(Saved entries)
//! One-time challenge codes with rate limiting and attempt limiting.
//!
//! A challenge record lives at `<domain>:captcha:<subject>:<purpose>` with a
//! TTL equal to the verify window. The first `send_window` of that lifetime
//! doubles as the resend rate limit.
//!
//! Issue and verify are each one [`AtomicScript`], so concurrent callers can
//! neither issue twice inside the send window nor spend the same attempt
//! twice.
//!
//! | Script | Code | Meaning |
//! |--------|------|---------|
//! | issue  | 0 | issued |
//! | issue  | 1 | rate limited |
//! | issue  | 2 | key exists without expiry |
//! | verify | 0 | verified, record deleted |
//! | verify | 1 | no record |
//! | verify | 2 | attempts exhausted |
//! | verify | 3 | code mismatch, one attempt spent |
//! | verify | 4 | stored record unreadable |

use std::sync::Arc;
use std::time::Duration;

use keystone_core::{CacheError, ChallengeError};
use rand::Rng;
use serde::{Deserialize, Serialize};

use crate::cache::{AtomicScript, CacheStore, KeyNamespace, ScriptSlot};

/// Default resend window.
pub const DEFAULT_SEND_WINDOW: Duration = Duration::from_secs(60);

/// Default lifetime of an issued code.
pub const DEFAULT_VERIFY_WINDOW: Duration = Duration::from_secs(300);

/// Default number of verify attempts per issued code.
pub const DEFAULT_MAX_ATTEMPTS: u32 = 3;

/// Default length of generated codes.
pub const DEFAULT_CODE_LENGTH: usize = 6;

const ISSUED: i64 = 0;
const RATE_LIMITED: i64 = 1;
const INCONSISTENT: i64 = 2;

const VERIFIED: i64 = 0;
const NOT_FOUND: i64 = 1;
const BLOCKED: i64 = 2;
const INCORRECT: i64 = 3;
const CORRUPT: i64 = 4;

/// Challenge verifier configuration.
#[derive(Debug, Clone, PartialEq, Eq)]
pub struct ChallengeConfig {
    /// Minimum time between two issues for the same subject and purpose.
    pub send_window: Duration,
    /// Lifetime of an issued code.
    pub verify_window: Duration,
    /// Verify attempts allowed per issued code.
    pub max_attempts: u32,
    /// Digits in generated codes.
    pub code_length: usize,
    /// Timeout for each cache call.
    pub cache_timeout: Duration,
}

impl Default for ChallengeConfig {
    fn default() -> Self {
        Self {
            send_window: DEFAULT_SEND_WINDOW,
            verify_window: DEFAULT_VERIFY_WINDOW,
            max_attempts: DEFAULT_MAX_ATTEMPTS,
            code_length: DEFAULT_CODE_LENGTH,
            cache_timeout: crate::repository::DEFAULT_CACHE_TIMEOUT,
        }
    }
}

/// Stored form of a challenge.
#[derive(Debug, Clone, PartialEq, Eq, Serialize, Deserialize)]
struct ChallengeRecord {
    code: String,
    attempts: u32,
}

// ============================================================================
// SCRIPTS
// ============================================================================

struct IssueScript {
    record: ChallengeRecord,
    send_window: Duration,
    verify_window: Duration,
}

impl AtomicScript for IssueScript {
    fn name(&self) -> &'static str {
        "challenge_issue"
    }

    fn run(&self, slot: &mut ScriptSlot) -> i64 {
        if slot.exists() {
            let Some(remaining) = slot.ttl() else {
                return INCONSISTENT;
            };
            // Elapsed = verify_window - remaining; limited while elapsed < send_window.
            if remaining > self.verify_window.saturating_sub(self.send_window) {
                return RATE_LIMITED;
            }
        }
        match serde_json::to_vec(&self.record) {
            Ok(bytes) => {
                slot.set(bytes, Some(self.verify_window));
                ISSUED
            }
            Err(_) => INCONSISTENT,
        }
    }
}

struct VerifyScript<'a> {
    input: &'a str,
}

impl AtomicScript for VerifyScript<'_> {
    fn name(&self) -> &'static str {
        "challenge_verify"
    }

    fn run(&self, slot: &mut ScriptSlot) -> i64 {
        let Some(bytes) = slot.value() else {
            return NOT_FOUND;
        };
        let Ok(mut record) = serde_json::from_slice::<ChallengeRecord>(bytes) else {
            return CORRUPT;
        };
        if record.attempts == 0 {
            return BLOCKED;
        }
        if record.code != self.input {
            record.attempts -= 1;
            return match serde_json::to_vec(&record) {
                Ok(bytes) => {
                    slot.set_keep_ttl(bytes);
                    INCORRECT
                }
                Err(_) => CORRUPT,
            };
        }
        slot.delete();
        VERIFIED
    }
}

// ============================================================================
// VERIFIER
// ============================================================================

/// Issues and verifies one-time codes.
pub struct ChallengeVerifier<C: ?Sized> {
    cache: Arc<C>,
    keys: KeyNamespace,
    config: ChallengeConfig,
}

impl<C: CacheStore + ?Sized> ChallengeVerifier<C> {
    pub fn new(cache: Arc<C>, keys: KeyNamespace, config: ChallengeConfig) -> Self {
        Self {
            cache,
            keys,
            config,
        }
    }

    pub fn config(&self) -> &ChallengeConfig {
        &self.config
    }

    /// Cache key of the challenge for a subject and purpose.
    pub fn key(&self, subject: &str, purpose: &str) -> Result<String, ChallengeError> {
        validate_segment("subject", subject)?;
        validate_segment("purpose", purpose)?;
        Ok(self.keys.captcha(subject, purpose))
    }

    /// Store `code` for the subject and purpose.
    ///
    /// # Errors
    ///
    /// - [`ChallengeError::RateLimited`] while a previous code is inside its
    ///   send window
    /// - [`ChallengeError::Inconsistent`] if the key exists without expiry
    pub async fn issue(&self, subject: &str, purpose: &str, code: &str) -> Result<(), ChallengeError> {
        let key = self.key(subject, purpose)?;
        if code.is_empty() {
            return Err(ChallengeError::InvalidInput {
                field: "code".to_string(),
                reason: "must not be empty".to_string(),
            });
        }

        let script = IssueScript {
            record: ChallengeRecord {
                code: code.to_string(),
                attempts: self.config.max_attempts,
            },
            send_window: self.config.send_window,
            verify_window: self.config.verify_window,
        };

        match self.run(&key, &script).await? {
            ISSUED => {
                tracing::debug!(key = %key, "Challenge issued");
                Ok(())
            }
            RATE_LIMITED => {
                tracing::debug!(key = %key, "Challenge issue rate limited");
                Err(ChallengeError::RateLimited)
            }
            INCONSISTENT => {
                tracing::warn!(key = %key, "Challenge key exists without expiry");
                Err(ChallengeError::Inconsistent { key })
            }
            other => Err(ChallengeError::UnexpectedResult {
                script: script.name().to_string(),
                code: other,
            }),
        }
    }

    /// Generate a numeric code, issue it and return it.
    pub async fn issue_generated(&self, subject: &str, purpose: &str) -> Result<String, ChallengeError> {
        let code = generate_code(self.config.code_length);
        self.issue(subject, purpose, &code).await?;
        Ok(code)
    }

    /// Check `input` against the stored code.
    ///
    /// A match consumes the challenge. A mismatch spends one attempt; once
    /// none remain every call returns [`ChallengeError::Blocked`] until the
    /// record expires.
    pub async fn verify(&self, subject: &str, purpose: &str, input: &str) -> Result<(), ChallengeError> {
        let key = self.key(subject, purpose)?;
        let script = VerifyScript { input };

        match self.run(&key, &script).await? {
            VERIFIED => {
                tracing::debug!(key = %key, "Challenge verified");
                Ok(())
            }
            NOT_FOUND => Err(ChallengeError::NotFound),
            BLOCKED => {
                tracing::debug!(key = %key, "Challenge blocked");
                Err(ChallengeError::Blocked)
            }
            INCORRECT => Err(ChallengeError::Incorrect),
            CORRUPT => {
                tracing::warn!(key = %key, "Challenge record unreadable");
                Err(ChallengeError::Inconsistent { key })
            }
            other => Err(ChallengeError::UnexpectedResult {
                script: script.name().to_string(),
                code: other,
            }),
        }
    }

    async fn run(&self, key: &str, script: &dyn AtomicScript) -> Result<i64, ChallengeError> {
        let timeout = self.config.cache_timeout;
        match tokio::time::timeout(timeout, self.cache.run_script(key, script)).await {
            Ok(result) => result.map_err(|e| {
                tracing::warn!(error = %e, key = %key, script = script.name(), "Challenge script failed");
                ChallengeError::Cache(e)
            }),
            Err(_) => Err(ChallengeError::Cache(CacheError::Timeout {
                operation: script.name().to_string(),
                after: timeout,
            })),
        }
    }
}

fn validate_segment(field: &str, value: &str) -> Result<(), ChallengeError> {
    if value.is_empty() {
        return Err(ChallengeError::InvalidInput {
            field: field.to_string(),
            reason: "must not be empty".to_string(),
        });
    }
    if value.contains(':') {
        return Err(ChallengeError::InvalidInput {
            field: field.to_string(),
            reason: "must not contain ':'".to_string(),
        });
    }
    Ok(())
}

/// Random decimal code of the given length.
pub fn generate_code(length: usize) -> String {
    let mut rng = rand::rng();
    (0..length)
        .map(|_| char::from(b'0' + rng.random_range(0..10u8)))
        .collect()
}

## Task instructions
What is needed is the number of lines in the records that contain the string "field", stated with nothing else.

## Result below
4